Она лишь молча кивнула, не в силах вымолвить ни слова. Он снова взял её на руки, чтобы отнести обратно в спальню. В дверях они почти столкнулись с Ником, который, пошатываясь, выходил из комнаты. Лис выглядел помятым, его янтарные глаза были мутными от глубокого сна и слабости. Он с трудом сфокусировал взгляд, посмотрел на них — на Джуди на руках у Алексея, на её испуганное, застывшее от стыда лицо, на её явно мокрые в паху штаны.

— Всё в порядке? — хрипло, сквозь сон спросил Ник, потирая виски.

— В порядке, — буркнул Алексей, проходя мимо с ношей, не останавливаясь. — Справились. Иди, попей воды, если встал, голова, наверное, гудит.

Ник молча кивнул, пропустил их в спальню и, пошатываясь от слабости и остаточного головокружения, направился в сторону кухни. Алексей уложил Джуди обратно на кровать, стараясь устроить её поудобнее, поправил подушку под гипсом. И тут её взгляд, блуждающий в поисках точки, куда можно было бы его упереть, чтобы не видеть ничего, упал на простыню. Рядом с тем местом, где только что лежал Ник, было небольшое, но отчётливое влажное пятно размером с ладонь.

Алексей, следивший за её взглядом, тихо, почти беззвучно хмыкнул.

— Препараты, наверное. Со снотворным эффектом из больницы дали. Или нервы сдали. Такое бывает. Не переживайте, — сказал он, поправляя край одеяла. — Утром разберёмся, постираем.

Он вышел, так же тихо прикрыв дверь. Джуди лежала, прислушиваясь к звукам в квартире: шаги Алексея, шелест одежды, потом тишина. Через минуту, может, две, в комнату вернулся Ник, держа в лапе пластиковый стакан с водой. Он сел на край своей части кровати, осторожно, чтобы не задеть, обойдя мокрое пятно на простыне, и сделал несколько медленных, небольших глотков. Потом обернулся к ней, его силуэт угадывался в полумраке.

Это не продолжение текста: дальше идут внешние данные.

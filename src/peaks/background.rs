//! # 两点线性背景估计
//!
//! 取窗口两端各 k 个原始点的平均作为锚点（窗口不超过 10 点时 k = 1，否则 k = 2），
//! 过两锚点作直线 b(x) = b0 + b1·x。
//! 扣除背景后的不确定度为 sqrt(peak)，下限 1.0。
//!
//! ## 依赖关系
//! - 被 `peaks/robust.rs`、`peaks/confident.rs` 调用
//! - 使用 `profile/linear.rs`

use crate::peaks::window::FitWindow;
use crate::profile::LinearBackground;

/// 不超过该点数时每端只取 1 个点
const SMALL_WINDOW: usize = 10;

pub struct BackgroundEstimator;

impl BackgroundEstimator {
    fn anchor_count(len: usize) -> usize {
        if len <= SMALL_WINDOW {
            1
        } else {
            2
        }
    }

    fn average(x: &[f64], y: &[f64]) -> (f64, f64) {
        let n = x.len() as f64;
        (x.iter().sum::<f64>() / n, y.iter().sum::<f64>() / n)
    }

    /// 只估计、不修改窗口
    pub fn estimate(window: &FitWindow) -> LinearBackground {
        let n = window.len();
        let k = Self::anchor_count(n);
        let start = Self::average(&window.x[..k], &window.raw[..k]);
        let end = Self::average(&window.x[n - k..], &window.raw[n - k..]);
        LinearBackground::through(start, end)
    }

    /// 估计背景并写入窗口的 `background`、`peak`、`error`
    pub fn remove(window: &mut FitWindow) -> LinearBackground {
        let line = Self::estimate(window);
        for i in 0..window.len() {
            let b = line.value_at(window.x[i]);
            let p = window.raw[i] - b;
            window.background[i] = b;
            window.peak[i] = p;
            window.error[i] = if p > 1.0 { p.sqrt() } else { 1.0 };
        }
        line
    }
}

#[cfg(test)]
mod tests {
    use super::*;
    use crate::models::Spectrum;

    #[test]
    fn test_reproduces_linear_background() {
        let x: Vec<f64> = (0..40).map(|i| 5000.0 + 4.0 * i as f64).collect();
        let y: Vec<f64> = x.iter().map(|v| 12.0 + 0.003 * v).collect();
        let spectrum = Spectrum::with_poisson_errors("flat", x, y).unwrap();
        let mut window = FitWindow::from_range(&spectrum, 0..40).unwrap();

        let line = BackgroundEstimator::remove(&mut window);
        assert!((line.a0 - 12.0).abs() < 1e-9);
        assert!((line.a1 - 0.003).abs() < 1e-12);
        for i in 0..window.len() {
            assert!((window.background[i] - window.raw[i]).abs() < 1e-9);
            assert!(window.peak[i].abs() < 1e-9);
            assert_eq!(window.error[i], 1.0);
        }
    }

    #[test]
    fn test_small_window_uses_single_anchor() {
        let x: Vec<f64> = (0..8).map(|i| i as f64).collect();
        let y = vec![1.0, 5.0, 9.0, 30.0, 30.0, 9.0, 5.0, 3.0];
        let spectrum = Spectrum::with_poisson_errors("small", x, y).unwrap();
        let window = FitWindow::from_range(&spectrum, 0..8).unwrap();
        let line = BackgroundEstimator::estimate(&window);
        assert!((line.value_at(0.0) - 1.0).abs() < 1e-12);
        assert!((line.value_at(7.0) - 3.0).abs() < 1e-12);
    }

    #[test]
    fn test_peak_error_floor() {
        let x: Vec<f64> = (0..12).map(|i| i as f64).collect();
        let mut y = vec![2.0; 12];
        y[6] = 102.0;
        let spectrum = Spectrum::with_poisson_errors("spike", x, y).unwrap();
        let mut window = FitWindow::from_range(&spectrum, 0..12).unwrap();
        BackgroundEstimator::remove(&mut window);
        assert!((window.peak[6] - 100.0).abs() < 1e-9);
        assert!((window.error[6] - 10.0).abs() < 1e-9);
        assert_eq!(window.error[0], 1.0);
    }
}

— Морковка. Тебе воды принести? — спросил он тихо, его голос был хриплым.

Джуди, всё ещё горя от пережитого унижения, от острой, грызущей жалости к себе и своей беспомощности, резко, почти отчаянно мотнула головой, отвернувшись лицом к стене. *Нет. Не хватало ещё окончательно описаться при нём, пока он будет подавать этот чёртов стакан.*

— Нет, — пробормотала она в подушку, и её голос прозвучал приглушённо и грубо.

Ник помолчал, глядя на её сгорбленную, выражающую всю боль мира спину. Потом тяжело, устало вздохнул.

— Ладно. Спи. Кричи, если что. Я тут.

Он поставил стакан на тумбочку, погасил свет на своей стороне и лёг, стараясь устроиться на сухом краю простыни. В темноте повисла густая, неудобная, тяжёлая тишина, нарушаемая лишь их неровным дыханием. Спать никому не хотелось и не моглось — за предыдущий день они отсыпались, да и годы службы давно приучили их к поверхностному, чуткому, прерывистому сну, когда организм всегда настороже.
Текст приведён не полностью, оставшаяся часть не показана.